[Work instruction] Where a line of the entries holds the string "retail", copy that line.

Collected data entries
----

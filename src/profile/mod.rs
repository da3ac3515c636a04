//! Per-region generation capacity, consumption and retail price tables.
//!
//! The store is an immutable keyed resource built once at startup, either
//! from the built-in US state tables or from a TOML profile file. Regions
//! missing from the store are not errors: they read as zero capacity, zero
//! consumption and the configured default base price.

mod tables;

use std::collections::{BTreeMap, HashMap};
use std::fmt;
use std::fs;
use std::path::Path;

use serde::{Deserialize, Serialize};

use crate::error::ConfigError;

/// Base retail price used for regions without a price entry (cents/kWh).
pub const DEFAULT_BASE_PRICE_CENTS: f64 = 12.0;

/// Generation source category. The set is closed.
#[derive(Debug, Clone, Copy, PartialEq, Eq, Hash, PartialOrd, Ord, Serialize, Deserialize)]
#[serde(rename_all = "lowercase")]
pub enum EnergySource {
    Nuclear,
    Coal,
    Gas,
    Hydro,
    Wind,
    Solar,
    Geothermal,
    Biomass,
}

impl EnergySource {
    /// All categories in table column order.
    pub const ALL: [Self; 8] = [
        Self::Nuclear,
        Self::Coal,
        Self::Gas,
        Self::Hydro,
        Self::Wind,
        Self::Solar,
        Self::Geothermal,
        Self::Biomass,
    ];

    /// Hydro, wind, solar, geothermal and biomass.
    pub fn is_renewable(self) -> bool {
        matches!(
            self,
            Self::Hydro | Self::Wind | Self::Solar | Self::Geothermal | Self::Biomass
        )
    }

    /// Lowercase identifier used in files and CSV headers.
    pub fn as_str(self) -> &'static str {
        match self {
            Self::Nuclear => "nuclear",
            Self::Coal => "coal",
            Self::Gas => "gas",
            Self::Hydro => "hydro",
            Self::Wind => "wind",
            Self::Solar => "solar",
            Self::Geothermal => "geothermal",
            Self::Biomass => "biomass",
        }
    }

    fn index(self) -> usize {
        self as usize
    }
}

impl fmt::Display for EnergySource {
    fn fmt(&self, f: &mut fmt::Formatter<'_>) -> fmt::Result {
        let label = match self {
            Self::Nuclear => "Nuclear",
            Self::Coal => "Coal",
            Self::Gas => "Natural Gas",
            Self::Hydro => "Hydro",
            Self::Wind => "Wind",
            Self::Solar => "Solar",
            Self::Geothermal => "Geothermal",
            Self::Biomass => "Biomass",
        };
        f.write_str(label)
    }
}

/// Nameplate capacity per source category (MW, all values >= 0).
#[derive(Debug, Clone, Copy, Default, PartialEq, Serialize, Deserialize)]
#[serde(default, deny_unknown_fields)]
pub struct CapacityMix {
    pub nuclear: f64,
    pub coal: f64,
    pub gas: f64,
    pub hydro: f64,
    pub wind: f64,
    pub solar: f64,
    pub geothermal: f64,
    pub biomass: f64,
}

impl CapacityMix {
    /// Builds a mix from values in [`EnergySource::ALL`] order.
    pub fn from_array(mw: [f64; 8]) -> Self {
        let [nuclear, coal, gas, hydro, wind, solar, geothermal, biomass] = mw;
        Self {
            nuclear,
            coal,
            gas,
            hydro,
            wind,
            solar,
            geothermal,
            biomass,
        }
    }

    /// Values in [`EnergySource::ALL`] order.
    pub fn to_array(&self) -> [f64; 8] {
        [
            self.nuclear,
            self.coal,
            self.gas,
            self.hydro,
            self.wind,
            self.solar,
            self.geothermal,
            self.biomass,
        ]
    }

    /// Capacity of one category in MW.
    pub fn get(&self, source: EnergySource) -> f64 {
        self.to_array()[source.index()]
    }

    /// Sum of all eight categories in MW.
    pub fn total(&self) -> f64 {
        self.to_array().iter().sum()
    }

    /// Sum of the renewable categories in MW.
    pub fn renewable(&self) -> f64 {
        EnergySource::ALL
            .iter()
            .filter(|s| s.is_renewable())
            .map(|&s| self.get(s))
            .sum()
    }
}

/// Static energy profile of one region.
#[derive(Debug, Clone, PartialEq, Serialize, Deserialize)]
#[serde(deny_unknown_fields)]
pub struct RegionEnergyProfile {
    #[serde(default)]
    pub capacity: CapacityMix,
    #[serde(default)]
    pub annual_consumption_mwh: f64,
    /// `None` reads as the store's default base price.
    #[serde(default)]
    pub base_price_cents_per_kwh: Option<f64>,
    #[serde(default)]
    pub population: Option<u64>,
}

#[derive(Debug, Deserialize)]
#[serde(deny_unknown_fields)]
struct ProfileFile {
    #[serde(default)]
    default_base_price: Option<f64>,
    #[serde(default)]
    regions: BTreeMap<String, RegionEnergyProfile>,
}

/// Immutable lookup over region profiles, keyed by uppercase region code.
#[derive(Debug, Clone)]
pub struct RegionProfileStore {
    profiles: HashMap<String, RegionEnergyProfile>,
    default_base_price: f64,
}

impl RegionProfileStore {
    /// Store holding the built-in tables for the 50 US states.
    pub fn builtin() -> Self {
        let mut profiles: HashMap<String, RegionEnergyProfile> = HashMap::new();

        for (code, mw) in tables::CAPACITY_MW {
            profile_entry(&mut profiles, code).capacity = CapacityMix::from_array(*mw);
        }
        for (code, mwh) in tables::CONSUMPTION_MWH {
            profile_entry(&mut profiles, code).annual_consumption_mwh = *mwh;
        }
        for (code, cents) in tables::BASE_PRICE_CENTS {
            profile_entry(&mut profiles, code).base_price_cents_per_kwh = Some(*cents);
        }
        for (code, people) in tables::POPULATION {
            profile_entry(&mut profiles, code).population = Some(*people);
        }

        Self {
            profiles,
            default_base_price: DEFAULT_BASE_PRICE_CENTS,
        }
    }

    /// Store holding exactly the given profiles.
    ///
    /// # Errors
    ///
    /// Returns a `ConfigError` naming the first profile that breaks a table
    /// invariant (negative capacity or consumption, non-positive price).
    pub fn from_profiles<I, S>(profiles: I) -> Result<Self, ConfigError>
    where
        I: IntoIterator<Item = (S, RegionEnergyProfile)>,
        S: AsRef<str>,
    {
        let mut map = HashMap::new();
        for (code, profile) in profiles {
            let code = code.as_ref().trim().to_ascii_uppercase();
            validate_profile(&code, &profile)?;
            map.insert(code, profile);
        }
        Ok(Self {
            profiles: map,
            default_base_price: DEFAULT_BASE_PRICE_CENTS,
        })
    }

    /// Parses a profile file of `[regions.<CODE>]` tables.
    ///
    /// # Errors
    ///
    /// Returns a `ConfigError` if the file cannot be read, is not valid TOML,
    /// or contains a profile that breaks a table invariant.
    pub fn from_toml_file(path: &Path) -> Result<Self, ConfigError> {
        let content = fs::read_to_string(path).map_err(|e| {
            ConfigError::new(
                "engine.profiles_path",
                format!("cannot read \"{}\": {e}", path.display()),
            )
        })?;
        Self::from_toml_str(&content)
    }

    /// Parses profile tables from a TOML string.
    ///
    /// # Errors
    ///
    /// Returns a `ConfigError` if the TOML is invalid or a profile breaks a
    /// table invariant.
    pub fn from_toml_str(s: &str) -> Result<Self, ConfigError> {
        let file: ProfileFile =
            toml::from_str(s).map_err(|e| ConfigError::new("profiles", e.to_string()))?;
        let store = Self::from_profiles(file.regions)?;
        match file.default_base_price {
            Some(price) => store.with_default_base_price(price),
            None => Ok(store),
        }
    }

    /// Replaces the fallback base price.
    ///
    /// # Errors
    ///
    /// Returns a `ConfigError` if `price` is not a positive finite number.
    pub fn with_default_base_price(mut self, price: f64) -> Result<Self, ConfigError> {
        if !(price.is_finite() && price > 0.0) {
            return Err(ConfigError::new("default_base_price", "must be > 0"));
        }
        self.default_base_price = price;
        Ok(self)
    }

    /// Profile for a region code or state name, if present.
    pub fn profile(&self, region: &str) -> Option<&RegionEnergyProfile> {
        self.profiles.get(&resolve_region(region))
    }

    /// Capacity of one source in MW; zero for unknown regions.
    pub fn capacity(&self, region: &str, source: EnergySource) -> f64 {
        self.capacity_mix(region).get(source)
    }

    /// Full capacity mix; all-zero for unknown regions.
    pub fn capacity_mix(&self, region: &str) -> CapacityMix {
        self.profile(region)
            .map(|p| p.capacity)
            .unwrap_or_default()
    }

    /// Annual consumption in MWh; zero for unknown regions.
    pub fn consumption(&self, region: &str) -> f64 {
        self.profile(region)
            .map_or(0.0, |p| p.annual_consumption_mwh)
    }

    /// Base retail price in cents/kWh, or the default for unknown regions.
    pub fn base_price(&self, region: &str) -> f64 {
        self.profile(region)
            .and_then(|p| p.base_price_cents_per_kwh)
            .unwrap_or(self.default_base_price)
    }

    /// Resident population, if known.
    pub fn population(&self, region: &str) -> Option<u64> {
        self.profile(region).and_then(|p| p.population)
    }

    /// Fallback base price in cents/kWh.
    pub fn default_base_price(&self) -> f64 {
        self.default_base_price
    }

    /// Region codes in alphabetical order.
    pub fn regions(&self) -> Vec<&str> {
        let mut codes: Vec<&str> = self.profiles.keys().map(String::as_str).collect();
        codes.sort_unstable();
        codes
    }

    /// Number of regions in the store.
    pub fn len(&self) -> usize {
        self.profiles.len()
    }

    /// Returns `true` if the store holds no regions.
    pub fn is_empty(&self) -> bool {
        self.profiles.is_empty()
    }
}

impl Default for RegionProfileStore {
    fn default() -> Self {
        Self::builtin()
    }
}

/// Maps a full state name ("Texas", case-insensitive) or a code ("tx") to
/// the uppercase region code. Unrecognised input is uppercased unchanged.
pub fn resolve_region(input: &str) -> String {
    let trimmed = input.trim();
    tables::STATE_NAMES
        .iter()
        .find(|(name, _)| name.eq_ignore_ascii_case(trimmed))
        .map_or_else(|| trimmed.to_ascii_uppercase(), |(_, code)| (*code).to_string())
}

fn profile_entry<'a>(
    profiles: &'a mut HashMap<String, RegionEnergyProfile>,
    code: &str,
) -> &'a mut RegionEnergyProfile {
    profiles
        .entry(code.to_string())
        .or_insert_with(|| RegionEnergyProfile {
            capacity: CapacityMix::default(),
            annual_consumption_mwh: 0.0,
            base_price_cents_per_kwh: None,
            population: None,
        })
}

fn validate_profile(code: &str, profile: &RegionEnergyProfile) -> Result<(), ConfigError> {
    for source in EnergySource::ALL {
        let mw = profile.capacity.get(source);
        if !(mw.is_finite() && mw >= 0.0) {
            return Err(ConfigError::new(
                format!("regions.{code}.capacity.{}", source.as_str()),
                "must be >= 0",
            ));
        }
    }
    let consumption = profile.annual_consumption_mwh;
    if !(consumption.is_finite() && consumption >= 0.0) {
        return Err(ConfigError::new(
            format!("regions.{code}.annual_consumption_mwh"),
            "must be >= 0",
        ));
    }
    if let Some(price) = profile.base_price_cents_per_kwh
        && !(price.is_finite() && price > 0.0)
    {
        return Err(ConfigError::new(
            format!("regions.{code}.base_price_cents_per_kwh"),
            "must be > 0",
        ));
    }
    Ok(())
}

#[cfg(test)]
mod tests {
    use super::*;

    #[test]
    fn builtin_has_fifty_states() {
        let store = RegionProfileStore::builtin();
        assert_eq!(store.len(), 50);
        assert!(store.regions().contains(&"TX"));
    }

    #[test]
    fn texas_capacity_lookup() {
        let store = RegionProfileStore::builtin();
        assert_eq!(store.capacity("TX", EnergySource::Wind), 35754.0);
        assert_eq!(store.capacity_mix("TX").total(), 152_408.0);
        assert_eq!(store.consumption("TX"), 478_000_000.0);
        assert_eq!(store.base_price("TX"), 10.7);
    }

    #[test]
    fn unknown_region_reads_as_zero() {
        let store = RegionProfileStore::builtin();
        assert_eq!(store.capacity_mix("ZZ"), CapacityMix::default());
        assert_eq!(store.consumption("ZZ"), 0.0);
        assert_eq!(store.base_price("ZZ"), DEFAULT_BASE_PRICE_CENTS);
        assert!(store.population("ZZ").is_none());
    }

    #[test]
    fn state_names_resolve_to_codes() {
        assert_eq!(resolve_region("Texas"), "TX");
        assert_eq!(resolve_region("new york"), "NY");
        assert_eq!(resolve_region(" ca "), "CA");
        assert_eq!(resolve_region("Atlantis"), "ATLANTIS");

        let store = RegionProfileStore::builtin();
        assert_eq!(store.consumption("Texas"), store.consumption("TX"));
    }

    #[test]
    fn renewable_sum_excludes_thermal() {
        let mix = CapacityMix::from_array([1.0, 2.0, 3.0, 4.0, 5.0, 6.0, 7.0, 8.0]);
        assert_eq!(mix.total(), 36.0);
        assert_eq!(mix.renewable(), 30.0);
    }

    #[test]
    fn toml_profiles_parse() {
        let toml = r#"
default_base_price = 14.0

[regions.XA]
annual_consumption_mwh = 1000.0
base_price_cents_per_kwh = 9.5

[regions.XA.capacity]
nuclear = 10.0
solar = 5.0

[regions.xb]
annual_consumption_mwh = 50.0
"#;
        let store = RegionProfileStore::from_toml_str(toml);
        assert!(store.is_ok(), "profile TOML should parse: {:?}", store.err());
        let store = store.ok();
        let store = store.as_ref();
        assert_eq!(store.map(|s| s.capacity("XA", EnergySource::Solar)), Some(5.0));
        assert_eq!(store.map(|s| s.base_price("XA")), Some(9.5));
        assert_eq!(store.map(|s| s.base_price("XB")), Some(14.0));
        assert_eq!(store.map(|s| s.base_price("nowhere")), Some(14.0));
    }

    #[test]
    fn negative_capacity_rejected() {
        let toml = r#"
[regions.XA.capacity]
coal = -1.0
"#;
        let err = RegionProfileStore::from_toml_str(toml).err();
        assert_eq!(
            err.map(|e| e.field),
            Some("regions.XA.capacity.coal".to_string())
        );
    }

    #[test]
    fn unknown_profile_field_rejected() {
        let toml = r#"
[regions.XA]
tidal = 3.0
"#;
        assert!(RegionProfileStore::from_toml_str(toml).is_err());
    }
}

----

[Written answer]
//! Per-region generation capacity, consumption and retail price tables.
/// Base retail price used for regions without a price entry (cents/kWh).
    /// Base retail price in cents/kWh, or the default for unknown regions.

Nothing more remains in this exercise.